Like a small insect at work, I plug away at my personal knowledge infrastructure primarily with notebooks. Devoutly, I organize my thoughts and process information with my hands (i.e., when I shop for clothes I rub the fabric between my fingers, or when I purchase knickknacks, I hold them in my palm first to feel their heft and weight). Putting pen to paper, I jump from one idea to another—one plateau to another—processing and generating new conclusions which would otherwise not arrive. Notetaking in this way, as a generative thinking practice, was a door I completely stumbled upon during my second year of teaching when a student’s mom had sent him to school the week before Christmas break with a small gift, a set of MUJI notebooks. My first thought was the price, because teachers are informed every year that they cannot accept gifts greater than $5 (according to the ethics guidelines provided by the city). Luckily, the price tag was accidentally left on the back of the thin packet of notebooks, wrapped in cellophane, reading $2.99. At the time, I didn’t think much of them and packed them away in my closet.
It wasn’t until I ran across David Allen’s Getting Things Done—a system I, to this day, still wish I had the discipline and dedication for—that I started to think more seriously about the value of externalizing ideas and setting them aside, as opposed to walking around with them in my head and thinking about them all day long. At first, I thought notebooks would provide a space to ‘offload’ ideas, as Allen advises, but quickly I began to realize that the blank canvas of a page afforded other opportunities (i.e., drawing, diagraming, categorizing, schematizing, and so on). Using my notebooks in this way, they quickly became generative spaces wherein new ideas and connections would arrive, akin to what friends describe during, or moments right after, dreaming.

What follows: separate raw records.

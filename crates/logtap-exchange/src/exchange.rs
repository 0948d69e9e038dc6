//! One-shot rendezvous between a waiting caller and a qualifying message
//!
//! ```text
//! notifier                      waiter (worker thread)
//!    │ claim: evaluate predicate      │ wait(): mark present, park
//!    │ hand_off: park until present ──┤
//!    │ put message, wake  ───────────►│ take message, return Some
//! ```
//!
//! An exchange resolves at most once. `stop()` wakes both sides; the waiter
//! then returns `None` unless a message was already handed over.

use parking_lot::{Condvar, Mutex};
use tracing::debug;

use logtap_types::{DeliveryStatus, Message};

use crate::{Consumer, ExchangeError, ProducerInfo};

/// Predicate an exchange evaluates on every notification
pub type Predicate = Box<dyn Fn(&Message, DeliveryStatus, &ProducerInfo) -> bool + Send + Sync>;

#[derive(Default)]
struct Slot {
    /// A waiter has entered `wait()`
    waiting: bool,
    /// A notifier claimed the exchange; set at most once
    resolved: bool,
    /// Terminal for both sides
    stopped: bool,
    /// Message in transit from notifier to waiter
    message: Option<Message>,
}

/// Single-use rendezvous guarded by a predicate
///
/// One waiter blocks in [`Exchange::wait`] until a notification satisfying
/// the predicate is handed over. As a [`Consumer`] it can be registered with
/// a producer directly; managers drive it through claim and handoff instead.
pub struct Exchange {
    predicate: Predicate,
    slot: Mutex<Slot>,
    /// Signalled on waiter arrival, handoff and stop
    ready: Condvar,
}

impl Exchange {
    pub fn new<F>(predicate: F) -> Self
    where
        F: Fn(&Message, DeliveryStatus, &ProducerInfo) -> bool + Send + Sync + 'static,
    {
        Self::from_predicate(Box::new(predicate))
    }

    pub fn from_predicate(predicate: Predicate) -> Self {
        Self {
            predicate,
            slot: Mutex::new(Slot::default()),
            ready: Condvar::new(),
        }
    }

    /// Block until a message is handed over, or until the exchange is stopped
    pub fn wait(&self) -> Option<Message> {
        let mut slot = self.slot.lock();
        slot.waiting = true;
        self.ready.notify_all();

        loop {
            if let Some(message) = slot.message.take() {
                slot.stopped = true;
                return Some(message);
            }
            if slot.stopped {
                return None;
            }
            self.ready.wait(&mut slot);
        }
    }

    /// Evaluate the predicate and, on success, reserve this exchange for the handoff
    pub(crate) fn claim(
        &self,
        message: &Message,
        status: DeliveryStatus,
        producer: &ProducerInfo,
    ) -> Result<bool, ExchangeError> {
        let mut slot = self.slot.lock();
        if slot.resolved {
            return Err(ExchangeError::AlreadyResolved);
        }
        if slot.stopped {
            return Err(ExchangeError::Stopped { what: "exchange" });
        }
        if !(self.predicate)(message, status, producer) {
            return Ok(false);
        }
        slot.resolved = true;
        Ok(true)
    }

    /// Give a claimed message to the waiter, parking until one is present
    ///
    /// Returns false when the exchange was stopped before a waiter showed up.
    pub(crate) fn hand_off(&self, message: Message) -> bool {
        let mut slot = self.slot.lock();
        while !slot.waiting && !slot.stopped {
            self.ready.wait(&mut slot);
        }
        if slot.stopped {
            debug!(entry = %message.id(), "exchange stopped before handoff");
            return false;
        }
        debug!(entry = %message.id(), "exchange resolved");
        slot.message = Some(message);
        self.ready.notify_all();
        true
    }

    pub fn is_resolved(&self) -> bool {
        self.slot.lock().resolved
    }
}

impl Consumer for Exchange {
    fn is_stopped(&self) -> bool {
        let slot = self.slot.lock();
        slot.stopped || slot.resolved
    }

    fn stop(&self) -> bool {
        let mut slot = self.slot.lock();
        if slot.stopped {
            return false;
        }
        slot.stopped = true;
        self.ready.notify_all();
        true
    }

    /// Evaluates the predicate and, when it holds, blocks until the waiter takes the message
    fn message_received(
        &self,
        message: &Message,
        status: DeliveryStatus,
        producer: &ProducerInfo,
    ) -> Result<(), ExchangeError> {
        if self.claim(message, status, producer)? {
            self.hand_off(message.clone());
        }
        Ok(())
    }
}

impl std::fmt::Debug for Exchange {
    fn fmt(&self, f: &mut std::fmt::Formatter<'_>) -> std::fmt::Result {
        let slot = self.slot.lock();
        f.debug_struct("Exchange")
            .field("waiting", &slot.waiting)
            .field("resolved", &slot.resolved)
            .field("stopped", &slot.stopped)
            .finish()
    }
}

#[cfg(test)]
mod tests {
    use super::*;
    use crate::Producer;
    use logtap_types::MessageIds;
    use std::sync::Arc;
    use std::thread;

    fn message(ids: &MessageIds, line: &str) -> Message {
        Message::new(vec![line.to_string()], ids).unwrap()
    }

    #[test]
    fn test_handoff_reaches_waiter() {
        let exchange = Arc::new(Exchange::new(|m, _, _| m.lines()[0] == "yes"));
        let waiter = {
            let exchange = Arc::clone(&exchange);
            thread::spawn(move || exchange.wait())
        };

        let ids = MessageIds::new();
        let producer = Producer::new("test");
        exchange
            .message_received(&message(&ids, "no"), DeliveryStatus::Incoming, producer.info())
            .unwrap();
        assert!(!exchange.is_resolved());

        exchange
            .message_received(&message(&ids, "yes"), DeliveryStatus::Incoming, producer.info())
            .unwrap();

        let received = waiter.join().unwrap().unwrap();
        assert_eq!(received.lines()[0], "yes");
        assert!(exchange.is_stopped());
    }

    #[test]
    fn test_concurrent_notifications_resolve_once() {
        let exchange = Arc::new(Exchange::new(|_, _, _| true));
        let waiter = {
            let exchange = Arc::clone(&exchange);
            thread::spawn(move || exchange.wait())
        };

        let ids = MessageIds::new();
        let producer = Arc::new(Producer::new("test"));
        let notifiers: Vec<_> = (0..8)
            .map(|i| {
                let exchange = Arc::clone(&exchange);
                let producer = Arc::clone(&producer);
                let message = message(&ids, &format!("m{i}"));
                thread::spawn(move || {
                    exchange.message_received(&message, DeliveryStatus::Accepted, producer.info())
                })
            })
            .collect();

        let results: Vec<_> = notifiers.into_iter().map(|h| h.join().unwrap()).collect();
        let successes = results.iter().filter(|r| r.is_ok()).count();
        assert_eq!(successes, 1);
        assert!(
            results
                .iter()
                .filter_map(|r| r.as_ref().err())
                .all(|e| *e == ExchangeError::AlreadyResolved)
        );
        assert!(waiter.join().unwrap().is_some());

        let late = exchange.message_received(
            &message(&ids, "late"),
            DeliveryStatus::Accepted,
            producer.info(),
        );
        assert_eq!(late, Err(ExchangeError::AlreadyResolved));
    }

    #[test]
    fn test_stop_releases_waiter_empty() {
        let exchange = Arc::new(Exchange::new(|_, _, _| false));
        let waiter = {
            let exchange = Arc::clone(&exchange);
            thread::spawn(move || exchange.wait())
        };

        assert!(exchange.stop());
        assert!(!exchange.stop());
        assert!(waiter.join().unwrap().is_none());

        let ids = MessageIds::new();
        let producer = Producer::new("test");
        assert_eq!(
            exchange.message_received(&message(&ids, "x"), DeliveryStatus::Incoming, producer.info()),
            Err(ExchangeError::Stopped { what: "exchange" })
        );
    }

    #[test]
    fn test_stop_before_waiter_releases_notifier() {
        let exchange = Arc::new(Exchange::new(|_, _, _| true));
        let ids = MessageIds::new();
        let producer = Arc::new(Producer::new("test"));

        let notifier = {
            let exchange = Arc::clone(&exchange);
            let producer = Arc::clone(&producer);
            let message = message(&ids, "x");
            thread::spawn(move || {
                exchange.message_received(&message, DeliveryStatus::Accepted, producer.info())
            })
        };

        // The notifier parks until a waiter appears; stopping must release it
        while !exchange.is_resolved() {
            thread::yield_now();
        }
        exchange.stop();
        assert!(notifier.join().unwrap().is_ok());
        assert!(exchange.wait().is_none());
    }
}
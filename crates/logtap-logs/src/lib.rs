//! Log segmentation for logtap
//!
//! This crate turns raw lines into structured messages, parses embedded
//! exception dumps and drives a segmenter off an async line source.

mod exception;
mod grammar;
mod segmenter;
mod source;

pub use exception::{ExceptionLine, ExceptionParser, FrameSource, ParseError, ParsedDump, StackFrame};
pub use grammar::{FieldKind, FormatSegment, HeaderGrammar, HeaderMatch};
pub use segmenter::Segmenter;
pub use source::{AcceptancePolicy, LogSource, SourceStats};

// Re-export types used in our public API
pub use logtap_types::{
    DeliveryStatus, EntryMetadata, EntryType, ExceptionDescriptor, LogLevel, Message, MessageIds,
    TypeCatalog,
};
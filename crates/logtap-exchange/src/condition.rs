use std::fmt;
use std::sync::Arc;

use regex::Regex;

use logtap_types::{DeliveryStatus, LogLevel, Message};

use crate::ProducerInfo;

type MetricFn = dyn Fn(i64) -> bool + Send + Sync;
type MessageFn = dyn Fn(&Message, DeliveryStatus, &ProducerInfo) -> bool + Send + Sync;

/// Predicate over a metric's current value
///
/// Cheap to clone and reusable across expectations.
#[derive(Clone)]
pub struct MetricCondition {
    description: String,
    predicate: Arc<MetricFn>,
}

impl MetricCondition {
    pub fn new<F>(description: impl Into<String>, predicate: F) -> Self
    where
        F: Fn(i64) -> bool + Send + Sync + 'static,
    {
        Self {
            description: description.into(),
            predicate: Arc::new(predicate),
        }
    }

    pub fn at_least(threshold: i64) -> Self {
        Self::new(format!(">= {threshold}"), move |v| v >= threshold)
    }

    pub fn at_most(threshold: i64) -> Self {
        Self::new(format!("<= {threshold}"), move |v| v <= threshold)
    }

    pub fn equal_to(expected: i64) -> Self {
        Self::new(format!("== {expected}"), move |v| v == expected)
    }

    pub fn is_satisfied(&self, value: i64) -> bool {
        (self.predicate)(value)
    }

    pub fn description(&self) -> &str {
        &self.description
    }
}

impl fmt::Debug for MetricCondition {
    fn fmt(&self, f: &mut fmt::Formatter<'_>) -> fmt::Result {
        write!(f, "MetricCondition({})", self.description)
    }
}

/// Predicate over a raw (message, status, producer) notification
#[derive(Clone)]
pub struct MessageCondition {
    description: String,
    predicate: Arc<MessageFn>,
}

impl MessageCondition {
    pub fn new<F>(description: impl Into<String>, predicate: F) -> Self
    where
        F: Fn(&Message, DeliveryStatus, &ProducerInfo) -> bool + Send + Sync + 'static,
    {
        Self {
            description: description.into(),
            predicate: Arc::new(predicate),
        }
    }

    /// Any notification carrying `status`
    pub fn with_status(status: DeliveryStatus) -> Self {
        Self::new(format!("status {status}"), move |_, s, _| s == status)
    }

    /// Messages whose severity is at least `level`
    pub fn level_at_least(level: LogLevel) -> Self {
        Self::new(format!("level >= {level}"), move |m, _, _| {
            m.level().is_some_and(|l| l >= level)
        })
    }

    /// Messages with any raw line matching `pattern`
    pub fn matching(pattern: Regex) -> Self {
        Self::new(format!("matches /{}/", pattern.as_str()), move |m, _, _| {
            m.lines().iter().any(|line| pattern.is_match(line))
        })
    }

    /// Messages carrying an exception whose chain contains `type_name`
    pub fn with_exception(type_name: impl Into<String>) -> Self {
        let type_name = type_name.into();
        Self::new(format!("exception {type_name}"), move |m, _, _| {
            m.exception()
                .is_some_and(|e| e.chain().any(|d| d.type_name == type_name))
        })
    }

    /// Both conditions must hold
    pub fn and(self, other: MessageCondition) -> Self {
        let description = format!("{} and {}", self.description, other.description);
        Self::new(description, move |m, s, p| {
            self.is_satisfied(m, s, p) && other.is_satisfied(m, s, p)
        })
    }

    pub fn is_satisfied(
        &self,
        message: &Message,
        status: DeliveryStatus,
        producer: &ProducerInfo,
    ) -> bool {
        (self.predicate)(message, status, producer)
    }

    pub fn description(&self) -> &str {
        &self.description
    }
}

impl fmt::Debug for MessageCondition {
    fn fmt(&self, f: &mut fmt::Formatter<'_>) -> fmt::Result {
        write!(f, "MessageCondition({})", self.description)
    }
}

In thinking of this week’s assignment, I could not help but go back to those MUJI notebooks—especially because I have been on the hunt for the perfect (the ideal!) notebook and pen combination ever since. After years of testing, I still rely on MUJI notebooks and find them to be the best for my hand and eyes (my ideal pen is a blue, mass market, Paper Mate that is no longer in production). So, in the spirit of our course, I began to think about where do these notebooks come from? And how are they made? (What are the system of substrates that make it possible for me to purchase MUJI notebooks just a few blocks from the Graduate Center, across the street from Bryant Park?). A quick search revealed that MUJI is short for Mujirushi Ryōhin, a publicly traded corporation based in Tokyo, Japan that was founded in 1980 as a “product brand” of a Japanese supermarket chain, The Seiyu (est. 1946)—which changed the way that I think about MUJI, from a stylish but ‘lowkey’ retailer to a subsidiary of a much larger retail chain, one akin to Walmart or Best Buy. I started to wonder about every aspect of the notebooks materials along with the entirety of its production, from the sourcing of the materials to the shipping across oceans—a scope that would far exceed the 500 word limit of which I am already over. As the semester moves forward, I want to keep thinking about my notebooks and pens, both as conceptual landscapes but also as material objects, considering where they come from and how I perhaps might find a better, but comparable, alternative to minimize the hidden costs associated with stationary goods that are produced half-way around the world and neatly organized by size and color at MUJI store on 5th avenue.